One of the most compelling things about Wikipedia is that it links to itself all the time to help explain and demonstrate various terms. It does this because wiki’s make it easy to link to other pages – it can do that because it knows there’s only one page per topic. Knols with their fragmentation and regular html linking make it as likely for them not to link at all or to link out to other pages on the internet as it is to link to another knol page.
So, when I want to find out about a topic on Knol, I have to search the site, then go through the various knols, reading them and evaluating them all to see which one I agree with. Well. Hm.. how is that not just the internet? Turns out the first page of google search results for most topics is pretty good at giving you several pages with reasonable information on a given topic. Wikipedia tries (and in my experience, generally succeeds) at providing a single page with a balance of viewpoints.
The Good
What it does help out with, though, is much more structured data. It actually has fields like title, summary, alternative titles, etc… This makes it much easier to start. And its wysiwyg editor is much friendlier than having to learn wiki markup which is quite user unfriendly, so the bar to create is much lower which I appreciate.
Also, allowing comments on the page as opposed to requiring people to edit the page to add a comment (which is intimidating and a huge barrier) is an extremely good thing to encourage participation. Wikipedia would be wise to emulate that – if someone wants to contribute but doesn’t want to go and edit a page (believe me, this is a barrier) allowing them to comment would be a great way to facilitate. It is interesting that they distinguish reviews from comments, personally I think I’d mesh the two together instead of separating them technically and visually. I think this confuses people as well, several “reviews” were nothing more than comments or suggestions.

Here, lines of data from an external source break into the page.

//! Item catalog business logic - registration, lookup, direct edits and deletion.
//!
//! Registration records the initial quantity as a baseline, not as a movement.
//! [`edit_item`] may overwrite the quantity directly; that path does not touch the
//! movement ledger and is the only way on-hand stock can diverge from
//! `baseline_quantity + ledger net` (see [`crate::core::movement::reconcile_item`]).
//! Deleting an item never touches its movements.

use crate::{
    config::stockroom::ItemSeed,
    core::timestamp::{format_storage_date, parse_expiry_text},
    entities::{Item, item},
    errors::{Error, Result},
};
use chrono::NaiveDate;
use sea_orm::{QueryOrder, Set, SqlErr, TransactionTrait, prelude::*};
use serde::Deserialize;
use std::fmt;
use std::str::FromStr;
use tracing::{info, instrument, warn};

/// How items are identified within one catalog. A catalog never mixes the two.
#[derive(Debug, Clone, Copy, PartialEq, Eq, Default, Deserialize)]
#[serde(rename_all = "lowercase")]
pub enum IdentityScheme {
    /// The store assigns a sequence number on registration
    #[default]
    Sequence,
    /// Callers supply a unique external code on registration
    Code,
}

impl IdentityScheme {
    /// Stable text form used in settings and catalog metadata.
    #[must_use]
    pub const fn as_str(self) -> &'static str {
        match self {
            Self::Sequence => "sequence",
            Self::Code => "code",
        }
    }
}

impl fmt::Display for IdentityScheme {
    fn fmt(&self, f: &mut fmt::Formatter<'_>) -> fmt::Result {
        f.write_str(self.as_str())
    }
}

impl FromStr for IdentityScheme {
    type Err = Error;

    fn from_str(s: &str) -> Result<Self> {
        match s {
            "sequence" => Ok(Self::Sequence),
            "code" => Ok(Self::Code),
            other => Err(Error::Config {
                message: format!("Unknown identity scheme: {other}"),
            }),
        }
    }
}

/// A resolved item identity.
#[derive(Debug, Clone, PartialEq, Eq, Hash)]
pub enum ItemKey {
    /// Store-assigned sequence number
    Id(i64),
    /// External code
    Code(String),
}

impl fmt::Display for ItemKey {
    fn fmt(&self, f: &mut fmt::Formatter<'_>) -> fmt::Result {
        match self {
            Self::Id(id) => write!(f, "#{id}"),
            Self::Code(code) => f.write_str(code),
        }
    }
}

impl From<i64> for ItemKey {
    fn from(id: i64) -> Self {
        Self::Id(id)
    }
}

impl From<&str> for ItemKey {
    fn from(code: &str) -> Self {
        Self::Code(code.to_string())
    }
}

impl From<String> for ItemKey {
    fn from(code: String) -> Self {
        Self::Code(code)
    }
}

impl ItemKey {
    /// The identity under which `item` is known in a catalog using `scheme`.
    #[must_use]
    pub fn for_item(scheme: IdentityScheme, item: &item::Model) -> Self {
        match (scheme, &item.code) {
            (IdentityScheme::Code, Some(code)) => Self::Code(code.clone()),
            _ => Self::Id(item.id),
        }
    }
}

/// Descriptive item fields. Blank strings are stored as absent.
#[derive(Debug, Clone, Default, PartialEq, Eq)]
pub struct ItemMetadata {
    /// Supply category
    pub category: Option<String>,
    /// Unit of measure
    pub unit: Option<String>,
    /// Supplier name
    pub supplier: Option<String>,
    /// Storage location
    pub location: Option<String>,
    /// Free-text note
    pub note: Option<String>,
    /// Expiry date, None when undetermined
    pub expiry: Option<NaiveDate>,
}

/// Input for [`register_item`].
#[derive(Debug, Clone, Default, PartialEq, Eq)]
pub struct NewItem {
    /// External code; must be set for code catalogs and absent for sequence catalogs
    pub code: Option<String>,
    /// Display name
    pub name: String,
    /// Initial quantity on hand
    pub quantity: i64,
    /// Low-stock threshold
    pub minimum_threshold: i64,
    /// Descriptive fields
    pub metadata: ItemMetadata,
}

/// Field updates for [`edit_item`]. `None` leaves a field untouched; for optional
/// metadata, `Some(None)` clears it.
#[derive(Debug, Clone, Default, PartialEq, Eq)]
pub struct ItemChanges {
    /// New display name
    pub name: Option<String>,
    /// New quantity on hand, written without a ledger movement
    pub quantity: Option<i64>,
    /// New low-stock threshold
    pub minimum_threshold: Option<i64>,
    /// New category
    pub category: Option<Option<String>>,
    /// New unit of measure
    pub unit: Option<Option<String>>,
    /// New supplier
    pub supplier: Option<Option<String>>,
    /// New storage location
    pub location: Option<Option<String>>,
    /// New note
    pub note: Option<Option<String>>,
    /// New expiry date
    pub expiry: Option<Option<NaiveDate>>,
}

/// Parses a quantity typed into a form or read from imported data.
/// Accepts non-negative whole numbers only.
pub fn parse_quantity(text: &str) -> Result<i64> {
    text.trim()
        .parse::<i64>()
        .ok()
        .filter(|quantity| *quantity >= 0)
        .ok_or_else(|| Error::InvalidQuantity {
            value: text.to_string(),
        })
}

fn clean(value: Option<String>) -> Option<String> {
    value
        .map(|v| v.trim().to_string())
        .filter(|v| !v.is_empty())
}

fn validate_name(name: &str) -> Result<String> {
    let trimmed = name.trim();
    if trimmed.is_empty() {
        return Err(Error::InvalidItem {
            message: "Item name cannot be empty".to_string(),
        });
    }
    Ok(trimmed.to_string())
}

fn validate_non_negative(value: i64) -> Result<i64> {
    if value < 0 {
        return Err(Error::InvalidQuantity {
            value: value.to_string(),
        });
    }
    Ok(value)
}

fn map_unique_violation(err: DbErr, identity: &str) -> Error {
    match err.sql_err() {
        Some(SqlErr::UniqueConstraintViolation(_)) => Error::DuplicateIdentity {
            identity: identity.to_string(),
        },
        _ => Error::Storage(err),
    }
}

/// Looks an item up by identity.
pub async fn find_item<C>(db: &C, key: &ItemKey) -> Result<Option<item::Model>>
where
    C: ConnectionTrait,
{
    let found = match key {
        ItemKey::Id(id) => Item::find_by_id(*id).one(db).await?,
        ItemKey::Code(code) => {
            Item::find()
                .filter(item::Column::Code.eq(code.as_str()))
                .one(db)
                .await?
        }
    };
    Ok(found)
}

/// Looks an item up by identity, failing with `ItemNotFound` when absent.
pub async fn require_item<C>(db: &C, key: &ItemKey) -> Result<item::Model>
where
    C: ConnectionTrait,
{
    find_item(db, key).await?.ok_or_else(|| Error::ItemNotFound {
        key: key.to_string(),
    })
}

/// Retrieves an item by identity, returning None if it does not exist.
pub async fn get_item(db: &DatabaseConnection, key: &ItemKey) -> Result<Option<item::Model>> {
    find_item(db, key).await
}

/// Retrieves every item in storage (registration) order.
pub async fn list_items(db: &DatabaseConnection) -> Result<Vec<item::Model>> {
    Item::find()
        .order_by_asc(item::Column::Id)
        .all(db)
        .await
        .map_err(Into::into)
}

/// Registers a new item and returns its identity.
///
/// The initial quantity becomes the item's baseline; no movement is recorded for it.
///
/// # Errors
/// - `InvalidItem` if the name is blank, or the code does not fit the identity scheme
/// - `InvalidQuantity` if the quantity or threshold is negative
/// - `DuplicateIdentity` if the code is already in use
#[instrument(skip(db, new_item), fields(name = %new_item.name))]
pub async fn register_item(
    db: &DatabaseConnection,
    scheme: IdentityScheme,
    new_item: NewItem,
) -> Result<ItemKey> {
    let name = validate_name(&new_item.name)?;
    let quantity = validate_non_negative(new_item.quantity)?;
    let minimum_threshold = validate_non_negative(new_item.minimum_threshold)?;
    let code = clean(new_item.code);

    match (scheme, &code) {
        (IdentityScheme::Sequence, Some(code)) => {
            return Err(Error::InvalidItem {
                message: format!("Catalog assigns sequence identities; code '{code}' not accepted"),
            });
        }
        (IdentityScheme::Code, None) => {
            return Err(Error::InvalidItem {
                message: "Catalog requires an item code".to_string(),
            });
        }
        _ => {}
    }

    let metadata = new_item.metadata;
    let txn = db.begin().await?;

    if let Some(code) = &code {
        let existing = find_item(&txn, &ItemKey::Code(code.clone())).await?;
        if existing.is_some() {
            return Err(Error::DuplicateIdentity {
                identity: code.clone(),
            });
        }
    }

    let now = chrono::Utc::now().naive_utc();
    let model = item::ActiveModel {
        code: Set(code.clone()),
        name: Set(name),
        quantity: Set(quantity),
        minimum_threshold: Set(minimum_threshold),
        baseline_quantity: Set(quantity),
        category: Set(clean(metadata.category)),
        unit: Set(clean(metadata.unit)),
        supplier: Set(clean(metadata.supplier)),
        location: Set(clean(metadata.location)),
        note: Set(clean(metadata.note)),
        expiry: Set(metadata.expiry.map(format_storage_date)),
        created_at: Set(now),
        updated_at: Set(now),
        ..Default::default()
    };

    let identity = code.clone().unwrap_or_default();
    let created = model
        .insert(&txn)
        .await
        .map_err(|e| map_unique_violation(e, &identity))?;

    txn.commit().await?;

    let key = ItemKey::for_item(scheme, &created);
    info!(item = %key, quantity, "Registered item");
    Ok(key)
}

/// Edits an item in place.
///
/// A quantity given here overwrites the on-hand quantity without recording a
/// movement. Receipts and withdrawals belong in
/// [`crate::core::movement::apply_receipt`] and
/// [`crate::core::movement::apply_withdrawal`]; this path exists for corrections.
#[instrument(skip(db, changes))]
pub async fn edit_item(
    db: &DatabaseConnection,
    key: &ItemKey,
    changes: ItemChanges,
) -> Result<item::Model> {
    let name = changes.name.as_deref().map(validate_name).transpose()?;
    let quantity = changes.quantity.map(validate_non_negative).transpose()?;
    let minimum_threshold = changes
        .minimum_threshold
        .map(validate_non_negative)
        .transpose()?;

    let txn = db.begin().await?;
    let existing = require_item(&txn, key).await?;
    let previous_quantity = existing.quantity;

    let mut active: item::ActiveModel = existing.into();
    if let Some(name) = name {
        active.name = Set(name);
    }
    if let Some(quantity) = quantity {
        if quantity != previous_quantity {
            warn!(
                item = %key,
                from = previous_quantity,
                to = quantity,
                "Direct quantity edit; no movement recorded"
            );
        }
        active.quantity = Set(quantity);
    }
    if let Some(threshold) = minimum_threshold {
        active.minimum_threshold = Set(threshold);
    }
    if let Some(category) = changes.category {
        active.category = Set(clean(category));
    }
    if let Some(unit) = changes.unit {
        active.unit = Set(clean(unit));
    }
    if let Some(supplier) = changes.supplier {
        active.supplier = Set(clean(supplier));
    }
    if let Some(location) = changes.location {
        active.location = Set(clean(location));
    }
    if let Some(note) = changes.note {
        active.note = Set(clean(note));
    }
    if let Some(expiry) = changes.expiry {
        active.expiry = Set(expiry.map(format_storage_date));
    }
    active.updated_at = Set(chrono::Utc::now().naive_utc());

    let updated = active.update(&txn).await?;
    txn.commit().await?;
    Ok(updated)
}

/// Deletes an item. Its movements stay in the ledger.
#[instrument(skip(db))]
pub async fn delete_item(db: &DatabaseConnection, key: &ItemKey) -> Result<()> {
    let txn = db.begin().await?;
    let existing = require_item(&txn, key).await?;
    existing.delete(&txn).await?;
    txn.commit().await?;
    info!(item = %key, "Deleted item; movement history retained");
    Ok(())
}

/// Registers configured seed items that are not in the catalog yet.
///
/// Code catalogs match seeds by code; sequence catalogs match by name.
/// Returns how many items were registered.
#[instrument(skip(db, seeds), fields(count = seeds.len()))]
pub async fn seed_items(
    db: &DatabaseConnection,
    scheme: IdentityScheme,
    seeds: &[ItemSeed],
) -> Result<usize> {
    let mut registered = 0;
    for seed in seeds {
        let existing = match (scheme, &seed.code) {
            (IdentityScheme::Code, Some(code)) => {
                find_item(db, &ItemKey::Code(code.trim().to_string())).await?
            }
            _ => {
                Item::find()
                    .filter(item::Column::Name.eq(seed.name.trim()))
                    .one(db)
                    .await?
            }
        };
        if existing.is_some() {
            info!("Seed item '{}' already present. Skipping.", seed.name);
            continue;
        }

        let expiry = seed.expiry.as_deref().map(parse_expiry_text).transpose()?;
        let new_item = NewItem {
            code: seed.code.clone(),
            name: seed.name.clone(),
            quantity: seed.quantity,
            minimum_threshold: seed.minimum_threshold,
            metadata: ItemMetadata {
                category: seed.category.clone(),
                unit: seed.unit.clone(),
                supplier: seed.supplier.clone(),
                location: seed.location.clone(),
                note: seed.note.clone(),
                expiry,
            },
        };
        register_item(db, scheme, new_item).await?;
        registered += 1;
    }
    Ok(registered)
}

Google is, of course, requiring a google account to create knols. Interestingly, they’re going Amazon style and offering a credit card validation of your full name and they also offer phone validation where they match your info against a telephone directory. Interesting. Doing this earns you a “verified” badge under you profile picture. This all seems to be a part of Google’s master plan to use your full name across it’s social networking spectrum. I’m ambivalent about it but I know a lot of people were really clamoring for something like this.
Of course this is supposed to add to the quality of the articles. Google claims that a knol is an authoritative article about a specific topic. How that isn’t false advertising, I’m not really sure. I could post up an in depth knol on diabetes right now.
The End
As I suggested before, this is simply an SEO play. As such, I’m guessing this becomes the playground for marketing and it won’t be long before Knol crews form to rate the desired knols up (should ratings begin to play a significant part in the knol ecology). It will have this in common with Digg, which Google seems to respect.
Also it seems like it has much more DNA in common with About.com than Wikipedia, taking the About model of paying its guides and expanding that to turn everyone into a potential guide. Can I say it? Yes, knol is like About.com meets Geocities. I did it.
As an SEO play, I suspect Wikipedia still trumps it by the fact that Wikipedia is a communal page that makes no profit. By that measure, it’s neutral, or as neutral as something like that is going to be and so nicely linkable. Knol with its single voice pages, I suspect, will be like more shouts in the echo chamber. We’ll see a lot of spammy pages for valuable keywords.
While it technically offers some interesting and better alternatives to Wikipedia, I doubt Knol becomes a useful destination for me. Do you plan on contributing to knol with new pages or edits to existing ones? How do you think it plays out?